Brie Larson was named Best Drama Actress for Room, anointing her the favorite for that Oscar trophy in February. The Comedy film awards largely went to films no one would label as comedy. The Martian, an action thriller set in space, won Best Picture and Best Actor (Matt Damon), while David O. Russell’s biopic Joy won for Best Actress (Jennifer Lawrence). Sylvester Stallone’s Best Supporting Actor win for Creed drew a sentimental standing ovation from the crowd, but he forgot to mention his director and co-stars in his speech (a fact he quickly realized and rectified at the show, but after the broadcast had cut to commercial).
While the film awards usually go to Oscar favorites, the Globes’ TV awards are more eclectic. Most of 2016’s winners were from shows few are watching: Amazon’s streaming series Mozart in the Jungle, set in New York’s classical music scene, won for Best Comedy Series and Best Actor (Gael García Bernal); USA’s acclaimed hacker drama Mr. Robot won for Best Drama Series and Best Supporting Actor (Christian Slater); and Rachel Bloom, of the CW’s Crazy Ex-Girlfriend, won for Best Comedy Actress and excitedly praised her network for supporting a show that had been rejected everywhere else she pitched it.
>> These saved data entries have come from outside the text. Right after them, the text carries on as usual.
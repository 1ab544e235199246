//! Selector grammar for [`MemoryTree`](super::MemoryTree).
//!
//! Supported subset:
//! - type selectors (`div`) and the universal selector (`*`)
//! - `.class`, `#id`, `[attr]`, `[attr=value]` (quoted values may hold spaces and commas)
//! - the descendant combinator (whitespace)
//! - selector lists (`a, b`)

use std::sync::OnceLock;

use regex::Regex;

use super::TreeError;

const COMPOUND_PATTERN: &str = r#"^(\*|[A-Za-z][\w-]*)?((?:\.[\w-]+|#[\w-]+|\[[\w-]+(?:=(?:"[^"]*"|'[^']*'|[^\]\s"']*))?\])*)$"#;
const SIMPLE_PATTERN: &str = r#"\.([\w-]+)|#([\w-]+)|\[([\w-]+)(?:=("[^"]*"|'[^']*'|[^\]\s"']*))?\]"#;

static COMPOUND_RE: OnceLock<Option<Regex>> = OnceLock::new();
static SIMPLE_RE: OnceLock<Option<Regex>> = OnceLock::new();

fn compiled(cell: &'static OnceLock<Option<Regex>>, pattern: &str) -> Result<&'static Regex, TreeError> {
    cell.get_or_init(|| Regex::new(pattern).ok())
        .as_ref()
        .ok_or_else(|| TreeError::InvalidSelector {
            selector: pattern.to_string(),
            reason: "selector grammar failed to compile".to_string(),
        })
}

/// Attribute view the matcher needs from a node.
pub trait ElementView {
    /// Lower-case tag name.
    fn tag(&self) -> &str;

    /// Attribute value, if present.
    fn attribute(&self, name: &str) -> Option<&str>;
}

#[derive(Debug, Clone, PartialEq, Eq)]
enum AttrTest {
    Present(String),
    Equals(String, String),
}

/// One compound selector: tag plus ids, classes and attribute tests.
#[derive(Debug, Clone, PartialEq, Eq, Default)]
pub struct CompoundSelector {
    tag: Option<String>,
    ids: Vec<String>,
    classes: Vec<String>,
    attributes: Vec<AttrTest>,
}

impl CompoundSelector {
    fn parse(source: &str, token: &str) -> Result<Self, TreeError> {
        let invalid = |reason: &str| TreeError::InvalidSelector {
            selector: source.to_string(),
            reason: reason.to_string(),
        };

        let caps = compiled(&COMPOUND_RE, COMPOUND_PATTERN)?
            .captures(token)
            .ok_or_else(|| invalid(&format!("unsupported token '{token}'")))?;

        let mut out = Self {
            tag: caps
                .get(1)
                .map(|m| m.as_str())
                .filter(|t| *t != "*")
                .map(str::to_ascii_lowercase),
            ..Self::default()
        };

        let rest = caps.get(2).map_or("", |m| m.as_str());
        for part in compiled(&SIMPLE_RE, SIMPLE_PATTERN)?.captures_iter(rest) {
            if let Some(class) = part.get(1) {
                out.classes.push(class.as_str().to_string());
            } else if let Some(id) = part.get(2) {
                out.ids.push(id.as_str().to_string());
            } else if let Some(name) = part.get(3) {
                let name = name.as_str().to_string();
                match part.get(4) {
                    Some(value) => out.attributes.push(AttrTest::Equals(name, unquote(value.as_str()))),
                    None => out.attributes.push(AttrTest::Present(name)),
                }
            }
        }

        Ok(out)
    }

    /// Returns true if `element` satisfies every test of this compound.
    pub fn matches<E: ElementView + ?Sized>(&self, element: &E) -> bool {
        if let Some(tag) = &self.tag {
            if !element.tag().eq_ignore_ascii_case(tag) {
                return false;
            }
        }

        if !self.ids.is_empty() {
            let Some(id) = element.attribute("id") else {
                return false;
            };
            if self.ids.iter().any(|want| want.as_str() != id) {
                return false;
            }
        }

        if !self.classes.is_empty() {
            let classes = element.attribute("class").unwrap_or("");
            let has = |want: &String| classes.split_whitespace().any(|c| c == want.as_str());
            if !self.classes.iter().all(has) {
                return false;
            }
        }

        self.attributes.iter().all(|test| match test {
            AttrTest::Present(name) => element.attribute(name).is_some(),
            AttrTest::Equals(name, value) => element.attribute(name) == Some(value.as_str()),
        })
    }
}

fn unquote(value: &str) -> String {
    let bytes = value.as_bytes();
    if bytes.len() >= 2 {
        let (first, last) = (bytes[0], bytes[bytes.len() - 1]);
        if (first == b'"' && last == b'"') || (first == b'\'' && last == b'\'') {
            return value[1..value.len() - 1].to_string();
        }
    }
    value.to_string()
}

/// A descendant chain; the last compound is the subject.
#[derive(Debug, Clone, PartialEq, Eq)]
struct ComplexSelector {
    compounds: Vec<CompoundSelector>,
}

impl ComplexSelector {
    /// `lineage[0]` is the candidate node, followed by its ancestors nearest first.
    fn matches<E: ElementView + ?Sized>(&self, lineage: &[&E]) -> bool {
        let Some((subject, ancestors)) = self.compounds.split_last() else {
            return false;
        };
        let Some((node, above)) = lineage.split_first() else {
            return false;
        };
        if !subject.matches(*node) {
            return false;
        }

        let mut remaining = above.iter();
        ancestors
            .iter()
            .rev()
            .all(|compound| remaining.any(|el| compound.matches(*el)))
    }
}

/// Splits `text` at every `sep` character outside a quoted attribute value.
fn split_unquoted(text: &str, sep: impl Fn(char) -> bool) -> Vec<&str> {
    let mut pieces = Vec::new();
    let mut quote = None;
    let mut start = 0;

    for (i, c) in text.char_indices() {
        match quote {
            Some(q) if c == q => quote = None,
            Some(_) => {}
            None if c == '"' || c == '\'' => quote = Some(c),
            None if sep(c) => {
                pieces.push(&text[start..i]);
                start = i + c.len_utf8();
            }
            None => {}
        }
    }
    pieces.push(&text[start..]);
    pieces
}

/// A parsed, comma-separated selector list.
#[derive(Debug, Clone, PartialEq, Eq)]
pub struct SelectorList {
    alternatives: Vec<ComplexSelector>,
}

impl SelectorList {
    /// Parses selector text.
    pub fn parse(source: &str) -> Result<Self, TreeError> {
        let mut alternatives = Vec::new();

        for group in split_unquoted(source, |c| c == ',') {
            let compounds = split_unquoted(group, char::is_whitespace)
                .into_iter()
                .filter(|token| !token.is_empty())
                .map(|token| CompoundSelector::parse(source, token))
                .collect::<Result<Vec<_>, _>>()?;

            if compounds.is_empty() {
                return Err(TreeError::InvalidSelector {
                    selector: source.to_string(),
                    reason: "empty selector group".to_string(),
                });
            }

            alternatives.push(ComplexSelector { compounds });
        }

        Ok(Self { alternatives })
    }

    /// Matches the node at `lineage[0]`, whose ancestors follow nearest first.
    pub fn matches<E: ElementView + ?Sized>(&self, lineage: &[&E]) -> bool {
        self.alternatives.iter().any(|alt| alt.matches(lineage))
    }
}
//! Matcher evaluation.
//!
//! Turns a rule's [`Matcher`] into the ordered, identity-unique set of nodes
//! it currently matches. Predicates are walked depth-first in pre-order from
//! the watched root; each [`MatchValue`] decides whether the walk continues
//! below that node.

use std::collections::HashSet;

use crate::error::EvaluationError;
use crate::rule::{MatchValue, Matcher, Predicate};
use crate::tree::{Selector, Tree};

/// Evaluates matchers against a tree.
pub struct MatcherEvaluator<'a, T: Tree> {
    tree: &'a T,
    include_root: bool,
}

impl<'a, T: Tree> MatcherEvaluator<'a, T> {
    /// `include_root` decides whether a root-level selector query may return
    /// the root itself.
    #[must_use]
    pub const fn new(tree: &'a T, include_root: bool) -> Self {
        Self { tree, include_root }
    }

    /// Current matches of `matcher` under `root`.
    pub fn evaluate(&self, root: &T::Node, matcher: &Matcher<T::Node>) -> Result<Vec<T::Node>, EvaluationError> {
        let mut out = Collector::default();

        match matcher {
            Matcher::Selector(selector) => {
                out.extend(self.tree.query_all(root, selector, self.include_root)?);
            }
            Matcher::Explicit(nodes) => out.extend(nodes.iter().cloned()),
            Matcher::Predicate(predicate) => self.walk(root, predicate, &mut out)?,
        }

        Ok(out.finish())
    }

    fn walk(
        &self,
        root: &T::Node,
        predicate: &Predicate<T::Node>,
        out: &mut Collector<T::Node>,
    ) -> Result<(), EvaluationError> {
        let mut stack = vec![root.clone()];

        while let Some(node) = stack.pop() {
            match predicate(&node) {
                MatchValue::Selector(text) => {
                    let selector = Selector::new(text).map_err(|e| EvaluationError::InvalidMatcherResult {
                        reason: format!("predicate returned a bad selector at {node:?}: {e}"),
                    })?;
                    out.extend(self.tree.query_all(&node, &selector, true)?);
                }
                MatchValue::Include(included) => {
                    if included {
                        out.push(node.clone());
                    }
                    let mut children = self.tree.children(&node);
                    children.reverse();
                    stack.extend(children);
                }
                MatchValue::Nodes(nodes) => out.extend(nodes),
                MatchValue::Absent => {}
            }
        }

        Ok(())
    }
}

/// Ordered accumulator; a node produced again keeps its first position.
struct Collector<N> {
    nodes: Vec<N>,
    seen: HashSet<N>,
}

impl<N> Default for Collector<N> {
    fn default() -> Self {
        Self {
            nodes: Vec::new(),
            seen: HashSet::new(),
        }
    }
}

impl<N> Collector<N>
where
    N: Clone + Eq + std::hash::Hash,
{
    fn push(&mut self, node: N) {
        if self.seen.insert(node.clone()) {
            self.nodes.push(node);
        }
    }

    fn extend(&mut self, nodes: impl IntoIterator<Item = N>) {
        nodes.into_iter().for_each(|n| self.push(n));
    }

    fn finish(self) -> Vec<N> {
        self.nodes
    }
}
Then Lady Gaga collected a trophy for Lead Actress in the poorly reviewed American Horror Story: Hotel, which seemed to validate the common complaint that the Globes voters prefer star power to quality.
There were some bright moments—like Jamie Foxx rolling his eyes at Quentin Tarantino’s rambling speech for The Hateful Eight’s original score, or Eva Longoria and America Ferrera acidly referring to each other as “Salma” and “Charo” as they introduced an award. Denzel Washington accepted an honorary award with his family on stage, but cut his speech short because he’d left his glasses at his table, a blunder that was one of the more charming moments of the night. Taraji P. Henson, who won Best TV Drama Actress for Empire, took to the stage distributing cookies amongst the crowd, in honor of her character Cookie Lyon. But these highlights were few and far between in a three-hour ceremony that was as forgettable as Gervais’s punchlines.